I have no family members with this unique chromosomal condition, but have known many, through the years, who did, and the love and concern they had for their child/grandchild/sibling, was deep and unending. One good friend of mine has a Down Syndrome child, and she and her other boys love him, and cherish him, in a manner that is as inspiring as any love I have ever seen.
B-HO’s words, when I first heard them on the radio, the day after his comedy show appearance, stung me in the heart. What type of callousness could compel someone to say that? He’s not “cool,” he is “cold.”
I visited Hugh Hewitt’s blog today, to retrieve an email written to him by a parent in response to B-HO’s insult, that was read on his radio show Friday, and discovered Hugh has written an excellent piece on World Down Syndrome Day, and it’s Fiftieth Anniversary. Below is the heart felt email sent to him:
Thank you so much for your blog post about Obama’s Special Olympics comment.
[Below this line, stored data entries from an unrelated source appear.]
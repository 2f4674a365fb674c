//! Container headers and the two in-place edit primitives shared by arrays
//! and objects.
//!
//! A container is laid out as
//!
//! ```text
//! +--------+---------------------------+-------------------+
//! | header | payload (entries, values) | table             |
//! +--------+---------------------------+-------------------+
//! 0        12                          table_offset        size
//! ```
//!
//! The edit primitives only ever run on the root container of a
//! [`Document`](crate::Document), which always ends where the buffer ends, so
//! growing it is a resize of the buffer's tail.

use alloc::vec::Vec;

use crate::{
    error::MutationError,
    layout::{BASE_SIZE, MAX_SIZE, SLOT_SIZE, get_u32, read_u32, to_u32, write_u32},
};

/// Decoded container header.
#[derive(Debug, Clone, Copy, PartialEq, Eq)]
pub(crate) struct Header {
    pub(crate) size: u32,
    pub(crate) is_object: bool,
    pub(crate) length: u32,
    pub(crate) table_offset: u32,
}

impl Header {
    pub(crate) fn empty(is_object: bool) -> Self {
        Header {
            size: to_u32(BASE_SIZE),
            is_object,
            length: 0,
            table_offset: to_u32(BASE_SIZE),
        }
    }

    /// Reads the header at the start of a trusted container.
    pub(crate) fn read(container: &[u8]) -> Self {
        Self::from_words(read_u32(container, 0), read_u32(container, 4), read_u32(container, 8))
    }

    /// Reads the header at the start of an untrusted container.
    pub(crate) fn get(container: &[u8]) -> Option<Self> {
        Some(Self::from_words(
            get_u32(container, 0)?,
            get_u32(container, 4)?,
            get_u32(container, 8)?,
        ))
    }

    fn from_words(size: u32, bits: u32, table_offset: u32) -> Self {
        Header {
            size,
            is_object: bits & 1 != 0,
            length: bits >> 1,
            table_offset,
        }
    }

    pub(crate) fn write(self, container: &mut [u8]) {
        write_u32(container, 0, self.size);
        write_u32(container, 4, (self.length << 1) | u32::from(self.is_object));
        write_u32(container, 8, self.table_offset);
    }

    pub(crate) fn len(self) -> usize {
        self.length as usize
    }

    pub(crate) fn table(self) -> usize {
        self.table_offset as usize
    }

    /// Checks the framing of an untrusted container that may use at most
    /// `max_size` bytes.
    pub(crate) fn is_valid(self, max_size: usize) -> bool {
        let size = self.size as usize;
        let table_end = (self.len() as u64) * SLOT_SIZE as u64 + u64::from(self.table_offset);
        size <= max_size
            && size >= BASE_SIZE
            && self.table() >= BASE_SIZE
            && table_end <= u64::from(self.size)
    }
}

/// Carves out `data_size` bytes of payload and, unless `replace` is set,
/// `num_items` new table slots at `pos` in the container starting at `at`.
///
/// The table is moved forward past the new payload region, which is
/// zero-filled. New slots are set to the payload offset. With `replace` the
/// slot at `pos` is overwritten instead and `length` is unchanged; the bytes
/// the old slot pointed at become dead.
///
/// Returns the container-relative offset of the payload region. Fails
/// without touching the buffer if the container would outgrow [`MAX_SIZE`].
pub(crate) fn reserve_space(
    buf: &mut Vec<u8>,
    at: usize,
    data_size: usize,
    pos: usize,
    num_items: usize,
    replace: bool,
) -> Result<usize, MutationError> {
    let mut header = Header::read(&buf[at..]);
    let len = header.len();
    debug_assert!(pos <= len);

    let gap = if replace { 0 } else { num_items * SLOT_SIZE };
    let requested = data_size + gap;
    let new_size = header.size as usize + requested;
    if new_size > MAX_SIZE {
        tracing::warn!(
            size = header.size,
            requested,
            max = MAX_SIZE,
            "document too large to store in data structure"
        );
        return Err(MutationError::CapacityExceeded {
            size: header.size as usize,
            requested,
        });
    }

    debug_assert_eq!(buf.len(), at + header.size as usize);

    let off = header.table();
    let table = at + off;
    let new_table = table + data_size;
    buf.resize(at + new_size, 0);
    if replace {
        buf.copy_within(table..table + len * SLOT_SIZE, new_table);
    } else {
        buf.copy_within(
            table + pos * SLOT_SIZE..table + len * SLOT_SIZE,
            new_table + pos * SLOT_SIZE + gap,
        );
        buf.copy_within(table..table + pos * SLOT_SIZE, new_table);
    }
    buf[table..new_table].fill(0);
    for i in 0..num_items {
        write_u32(buf, new_table + (pos + i) * SLOT_SIZE, to_u32(off));
    }

    header.table_offset = to_u32(off + data_size);
    header.size = to_u32(new_size);
    if !replace {
        header.length += to_u32(num_items);
    }
    header.write(&mut buf[at..]);
    Ok(off)
}

/// Removes `num_items` table slots starting at `pos`. The payload they
/// referenced stays in place as dead bytes until the next compaction.
pub(crate) fn remove_items(buf: &mut [u8], at: usize, pos: usize, num_items: usize) {
    let mut header = Header::read(&buf[at..]);
    let len = header.len();
    debug_assert!(pos + num_items <= len);
    let table = at + header.table();
    buf.copy_within(
        table + (pos + num_items) * SLOT_SIZE..table + len * SLOT_SIZE,
        table + pos * SLOT_SIZE,
    );
    header.length -= to_u32(num_items);
    header.write(&mut buf[at..]);
}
I’d like add to what you’ve said by pointing out that the President’s
insult runs much broader than against the set of citizens you’ve
identified, the people with Down’s Syndrome.
I’m the father of a beautiful, young, 12-year-old girl (quickly
growing into a young lady) named Emily. She’s smart — an avid reader and books-on-tape listener — and she’s excelling in school. But Emily also has cerebral palsy, which affects practically all of her physical abilities. Her speech is affected as are her limbs. She relies completely on a motorized wheelchair to get around.
I might sound overly sensitive when I say this, but the President’s
Special Olympics comment is deeply insulting to anyone, I believe, who has any kind of significant disability. It reveals a coarse insensitivity to the plight of people with disabilities. His comment is every bit as demeaning as some of the most racist and sexist things that have been said in public in recent years by politicians and celebrities. While I’ve sensed in some commentators a rush to excuse his comments as unintended and inconsequential, and therefore hardly worthy of rebuke, I believe such an attitude reveals a double-standard in the way our society views and treats people who are disabled. Those in the public eye who have made racist and sexist comments of equivalent offense have been rightfully pilloried.
I have found myself to be angry — not in my sometimes knee jerk,
emotional way — but in a deeply disappointed way. I can still hardly believe that an orator of his ability, one who ardently claims to defend the disenfranchised, could make such a blunder. I fear it reveals an attitude of arrogance and elitism that portends trouble for the way he will govern.
My only consolation is that perhaps the backlash to his comments will have a positive effect in raising the awareness of the subtle but troubling way some in our society treat people with disabilities. I also hope that the President will make a sincere and full apology for his insensitive remarks.
To those who do not live close to the life of a person with
disabilities, my remarks may seem overly dramatic. But living every day with the effects of a severe disability is a tough road. And it’s very disappointing to have the President so flippantly poke fun at a group of people who deserve — more than most — a greater degree of compassion and respect.
I was also reminded of a post by Peggy Noonan, several years ago, about her audience with Pope John Paul, and how Pope John felt about Down Syndrome children.
I always get the feeling with John Paul that if he could narrow down who he meets and blesses to those he likes best it would not be cardinals, princes or congressmen but nuns from obscure convents and Down syndrome children. Especially the latter. Because they have suffered, and because in some serious and amazing way they understand more than most people. Everyone else gets tied up in ambition and ideas and bustle, but the modest and limited are able to receive this message more deeply and openly: God loves us, his love is all around us, he made us to love him and play with him and serve him and be happy.
I know a woman who once worked with the retarded. The Down syndrome children would ask her to comb her long blond hair, and then they’d get lost in it, lost in the beauty of it. They touched it and patted it and walked through it like curtains. It takes a kind of spiritual genius to know a hunk of long blond hair is heaven. They knew. The pope knows they know.
Those words have remained with me, and were the first to enter my mind, while B-HO’s words stung my heart.
Contrast our current President’s words with those of Sarah Palin.
Since our current President is so lacking in compassion, and incapable of a sincere apology to all the families with special family members, I feel I must speak out.
God Bless all the special children/adults, and their families, from someone who sincerely loves you as one of God’s creations, and for the special gifts you bring. There are many people in this world incapable of sincere compassion, but there are many more of us who cherish you and your ability to teach the rest of us, about the love God wants us to have for him, and for each other.